A dor leve ou o desconforto no lado superior direito da barriga, logo abaixo das costelas, nem sempre está relacionado a gases ou má digestão. Esse tipo de sintoma pode indicar que o fígado está sobrecarregado, especialmente quando aparece de forma persistente e associado ao cansaço, à sensação de peso após as refeições e à barriga inchada. A esteatose hepática, popularmente chamada de gordura no fígado, avança silenciosamente por anos e pode dar sinais discretos que muitas pessoas confundem com problemas comuns do dia a dia.
Por que o fígado dá sinais no lado direito da barriga?
O fígado é um órgão grande que fica localizado no lado superior direito do abdômen, logo abaixo das costelas. Quando aumenta de tamanho por acúmulo de gordura ou inflamação, pressiona a cápsula que o envolve e provoca uma sensação de peso ou desconforto local.
Como o órgão não possui terminações nervosas próprias que gerem dor intensa, o incômodo costuma ser leve e difícil de identificar. Por isso, muitas pessoas descobrem a gordura no fígado apenas em exames de rotina, quando o quadro já está avançado.
Como diferenciar dor por gases de sobrecarga hepática?
A dor causada por gases costuma ser passageira, migratória e melhora após a evacuação ou a eliminação dos gases. Já o incômodo ligado ao fígado tende a ser constante, mais localizado no lado direito e piora após refeições ricas em gordura.
Além disso, o desconforto hepático vem acompanhado de cansaço frequente, digestão pesada e sensação de estufamento persistente. Sintomas persistentes exigem investigação médica para descartar problemas do fígado e da vesícula biliar.

Quais sintomas indicam que o fígado está sobrecarregado?
Nas fases iniciais, a esteatose costuma ser silenciosa, mas à medida que a gordura se acumula, alguns sinais começam a aparecer. Fique atento a:
- Desconforto contínuo na parte superior direita da barriga, logo abaixo das costelas.
- Cansaço persistente sem esforço aparente, mesmo após uma boa noite de sono.
- Barriga inchada e sensação de peso após refeições gordurosas.
- Náuseas ocasionais e perda leve de apetite.
- Digestão lenta e mal-estar após comer.
- Coceira na pele sem causa aparente, que pode piorar à noite.

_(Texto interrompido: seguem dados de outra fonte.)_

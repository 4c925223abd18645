//! Client wrappers for repair tickets and their audit logs.

use serde::{Deserialize, Serialize};

use crate::api::{Envelope, PageResult};
use crate::error::Error;
use crate::transport::Transport;

#[derive(Clone, Copy, Debug, PartialEq, Eq, Serialize, Deserialize)]
#[serde(rename_all = "SCREAMING_SNAKE_CASE")]
pub enum RepairPriority {
    Low,
    Medium,
    High,
}

#[derive(Clone, Copy, Debug, PartialEq, Eq, Serialize, Deserialize)]
#[serde(rename_all = "SCREAMING_SNAKE_CASE")]
pub enum RepairStatus {
    Submitted,
    InProgress,
    Done,
    Rejected,
}

#[derive(Clone, Debug, Serialize, Deserialize)]
#[serde(rename_all = "camelCase")]
pub struct RepairOrder {
    pub id: i64,
    pub title: String,
    pub priority: RepairPriority,
    pub status: RepairStatus,
    #[serde(default)]
    pub assignee_user_id: Option<i64>,
    #[serde(default)]
    pub assignee_username: Option<String>,
    #[serde(default)]
    pub assignee_real_name: Option<String>,
    pub created_at: String,
}

#[derive(Clone, Debug, Serialize, Deserialize)]
#[serde(rename_all = "camelCase")]
pub struct RepairOrderDetail {
    pub id: i64,
    #[serde(default)]
    pub student_id: Option<i64>,
    #[serde(default)]
    pub student_no: Option<String>,
    #[serde(default)]
    pub student_name: Option<String>,
    #[serde(default)]
    pub building_id: Option<i64>,
    #[serde(default)]
    pub building_code: Option<String>,
    #[serde(default)]
    pub building_name: Option<String>,
    #[serde(default)]
    pub room_id: Option<i64>,
    #[serde(default)]
    pub room_no: Option<String>,
    pub title: String,
    #[serde(default)]
    pub description: Option<String>,
    pub priority: RepairPriority,
    pub status: RepairStatus,
    #[serde(default)]
    pub assignee_user_id: Option<i64>,
    #[serde(default)]
    pub assignee_username: Option<String>,
    #[serde(default)]
    pub assignee_real_name: Option<String>,
    pub created_at: String,
}

#[derive(Clone, Debug, Serialize, Deserialize)]
#[serde(rename_all = "camelCase")]
pub struct RepairLog {
    pub id: i64,
    pub repair_order_id: i64,
    pub action: String,
    #[serde(default)]
    pub content: Option<String>,
    pub created_at: String,
    #[serde(default)]
    pub created_by: Option<i64>,
}

#[derive(Clone, Debug, Default, Serialize)]
#[serde(rename_all = "camelCase")]
pub struct ListRepairsParams {
    #[serde(skip_serializing_if = "Option::is_none")]
    pub status: Option<String>,
    #[serde(skip_serializing_if = "Option::is_none")]
    pub priority: Option<String>,
    #[serde(skip_serializing_if = "Option::is_none")]
    pub assignee_user_id: Option<i64>,
    #[serde(skip_serializing_if = "Option::is_none")]
    pub keyword: Option<String>,
    #[serde(skip_serializing_if = "Option::is_none")]
    pub page: Option<u32>,
    #[serde(skip_serializing_if = "Option::is_none")]
    pub page_size: Option<u32>,
    #[serde(skip_serializing_if = "Option::is_none")]
    pub sort_by: Option<String>,
    #[serde(skip_serializing_if = "Option::is_none")]
    pub sort_order: Option<String>,
}

#[derive(Clone, Debug, Serialize)]
#[serde(rename_all = "camelCase")]
pub struct NewRepair {
    pub title: String,
    #[serde(skip_serializing_if = "Option::is_none")]
    pub description: Option<String>,
    #[serde(skip_serializing_if = "Option::is_none")]
    pub priority: Option<String>,
    #[serde(skip_serializing_if = "Option::is_none")]
    pub student_id: Option<i64>,
    #[serde(skip_serializing_if = "Option::is_none")]
    pub building_id: Option<i64>,
    #[serde(skip_serializing_if = "Option::is_none")]
    pub room_id: Option<i64>,
}

#[derive(Clone, Debug, Serialize)]
#[serde(rename_all = "camelCase")]
pub struct AssignRepair {
    pub assignee_user_id: i64,
    #[serde(skip_serializing_if = "Option::is_none")]
    pub content: Option<String>,
}

#[derive(Clone, Debug, Serialize)]
#[serde(rename_all = "camelCase")]
pub struct TransitionRepair {
    pub status: String,
    #[serde(skip_serializing_if = "Option::is_none")]
    pub content: Option<String>,
}

/// # Errors
/// Propagates transport failures.
pub async fn list_repairs(
    transport: &Transport,
    params: &ListRepairsParams,
) -> Result<Envelope<PageResult<RepairOrder>>, Error> {
    transport.get_with_query("/api/v1/repairs", params).await
}

/// # Errors
/// Propagates transport failures.
pub async fn get_repair(transport: &Transport, id: i64) -> Result<Envelope<RepairOrderDetail>, Error> {
    transport.get(&format!("/api/v1/repairs/{id}")).await
}

/// # Errors
/// Propagates transport failures.
pub async fn create_repair(
    transport: &Transport,
    payload: &NewRepair,
) -> Result<Envelope<RepairOrderDetail>, Error> {
    transport.post("/api/v1/repairs", payload).await
}

/// Assigns the ticket to a staff member.
///
/// # Errors
/// Propagates transport failures.
pub async fn assign_repair(
    transport: &Transport,
    id: i64,
    payload: &AssignRepair,
) -> Result<Envelope<RepairOrderDetail>, Error> {
    transport
        .post(&format!("/api/v1/repairs/{id}/assign"), payload)
        .await
}

/// Moves the ticket through its workflow.
///
/// # Errors
/// Propagates transport failures; invalid transitions arrive as non-zero
/// envelope codes.
pub async fn transition_repair(
    transport: &Transport,
    id: i64,
    payload: &TransitionRepair,
) -> Result<Envelope<RepairOrderDetail>, Error> {
    transport
        .post(&format!("/api/v1/repairs/{id}/transition"), payload)
        .await
}

/// # Errors
/// Propagates transport failures.
pub async fn list_repair_logs(
    transport: &Transport,
    id: i64,
) -> Result<Envelope<Vec<RepairLog>>, Error> {
    transport.get(&format!("/api/v1/repairs/{id}/logs")).await
}

#[cfg(test)]
mod tests {
    use super::{RepairPriority, RepairStatus};
    use anyhow::Result;

    #[test]
    fn workflow_enums_use_screaming_snake_case_on_the_wire() -> Result<()> {
        assert_eq!(serde_json::to_string(&RepairPriority::High)?, r#""HIGH""#);
        assert_eq!(
            serde_json::to_string(&RepairStatus::InProgress)?,
            r#""IN_PROGRESS""#
        );
        let status: RepairStatus = serde_json::from_str(r#""SUBMITTED""#)?;
        assert_eq!(status, RepairStatus::Submitted);
        Ok(())
    }
}
use std::fmt;

/// Crate-wide error type.
///
/// Variants carry owned strings and the enum is `Clone` so that callers
/// coalesced onto a single in-flight identity fetch can all receive the same
/// outcome.
#[derive(Clone, Debug, PartialEq, Eq)]
pub enum Error {
    /// The backend envelope reported `code != 0`; carries the envelope message.
    Domain { code: i32, message: String },
    /// An operation requiring a credential was attempted without one.
    Unauthorized,
    /// The backend rejected the credential (HTTP 401). Handled once at the
    /// transport layer: the session is cleared before this is returned.
    AuthExpired(String),
    /// The backend denied the operation (HTTP 403). Session state is untouched.
    Forbidden(String),
    /// Any other non-success HTTP status.
    Http { status: u16, message: String },
    /// Connection-level failure.
    Network(String),
    /// The request timed out before completing.
    Timeout(String),
    /// The response body could not be decoded.
    Decode(String),
    /// Invalid configuration, such as an unparseable API base URL.
    Config(String),
}

impl fmt::Display for Error {
    fn fmt(&self, formatter: &mut fmt::Formatter<'_>) -> fmt::Result {
        match self {
            Error::Domain { code, message } => {
                write!(formatter, "request rejected (code {code}): {message}")
            }
            Error::Unauthorized => write!(formatter, "unauthorized: no credential present"),
            Error::AuthExpired(message) => write!(formatter, "session expired: {message}"),
            Error::Forbidden(message) => write!(formatter, "forbidden: {message}"),
            Error::Http { status, message } => {
                write!(formatter, "request failed ({status}): {message}")
            }
            Error::Network(message) => write!(formatter, "network error: {message}"),
            Error::Timeout(message) => write!(formatter, "timeout: {message}"),
            Error::Decode(message) => write!(formatter, "response error: {message}"),
            Error::Config(message) => write!(formatter, "config error: {message}"),
        }
    }
}

impl std::error::Error for Error {}

#[cfg(test)]
mod tests {
    use super::Error;

    #[test]
    fn domain_error_surfaces_envelope_message() {
        let err = Error::Domain {
            code: 7,
            message: "bad credentials".to_string(),
        };
        assert!(err.to_string().contains("bad credentials"));
        assert!(err.to_string().contains('7'));
    }

    #[test]
    fn errors_are_cloneable_for_shared_outcomes() {
        let err = Error::Timeout("identity fetch timed out".to_string());
        let copy = err.clone();
        assert_eq!(err, copy);
    }
}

- Pele e olhos amarelados, em casos mais avançados da doença.
O que a ciência diz sobre a dor no fígado com esteatose?
Estudos de hepatologia mostram que, embora a gordura no fígado seja silenciosa em boa parte dos casos, uma parcela relevante de pacientes apresenta sintomas discretos, mas persistentes, que servem de alerta.
Segundo a revisão Non-alcoholic fatty liver disease NAFLD a review of pathophysiology clinical management and effects of weight loss publicada na revista BMC Endocrine Disorders, a maioria dos pacientes com esteatose não apresenta sintomas evidentes, mas parte deles relata fadiga, desconforto no quadrante superior direito do abdômen e aumento do fígado. Os autores destacam que a perda de peso e o controle das doenças metabólicas associadas são as principais estratégias para reverter o quadro em fases iniciais.

Quando procurar avaliação médica?
Alguns sinais indicam que o desconforto abdominal precisa ser investigado com atenção pelo médico. Fique atento a:
- Dor persistente no lado direito da barriga por mais de duas semanas.
- Piora do desconforto após refeições gordurosas ou consumo de álcool.
- Cansaço extremo sem causa aparente que atrapalha as atividades diárias.
- Amarelamento da pele ou dos olhos, sinal chamado de icterícia.
- Urina muito escura ou fezes esbranquiçadas.
- Coceira generalizada sem lesões visíveis na pele.
- Perda de peso inexplicada, especialmente em quem tem fatores de risco metabólicos.
Nessas situações, o médico costuma solicitar exames de sangue como TGO, TGP e gama-GT, além de ultrassonografia abdominal, que ajudam a avaliar a saúde do fígado. Manter uma dieta equilibrada, praticar atividade física, controlar o peso e evitar o álcool são as principais formas de proteger o órgão e prevenir a progressão da esteatose hepática.
Este conteúdo tem caráter apenas informativo e não substitui a avaliação, o diagnóstico ou o tratamento realizado por um profissional de saúde qualificado. Consulte sempre um médico diante de qualquer sintoma persistente.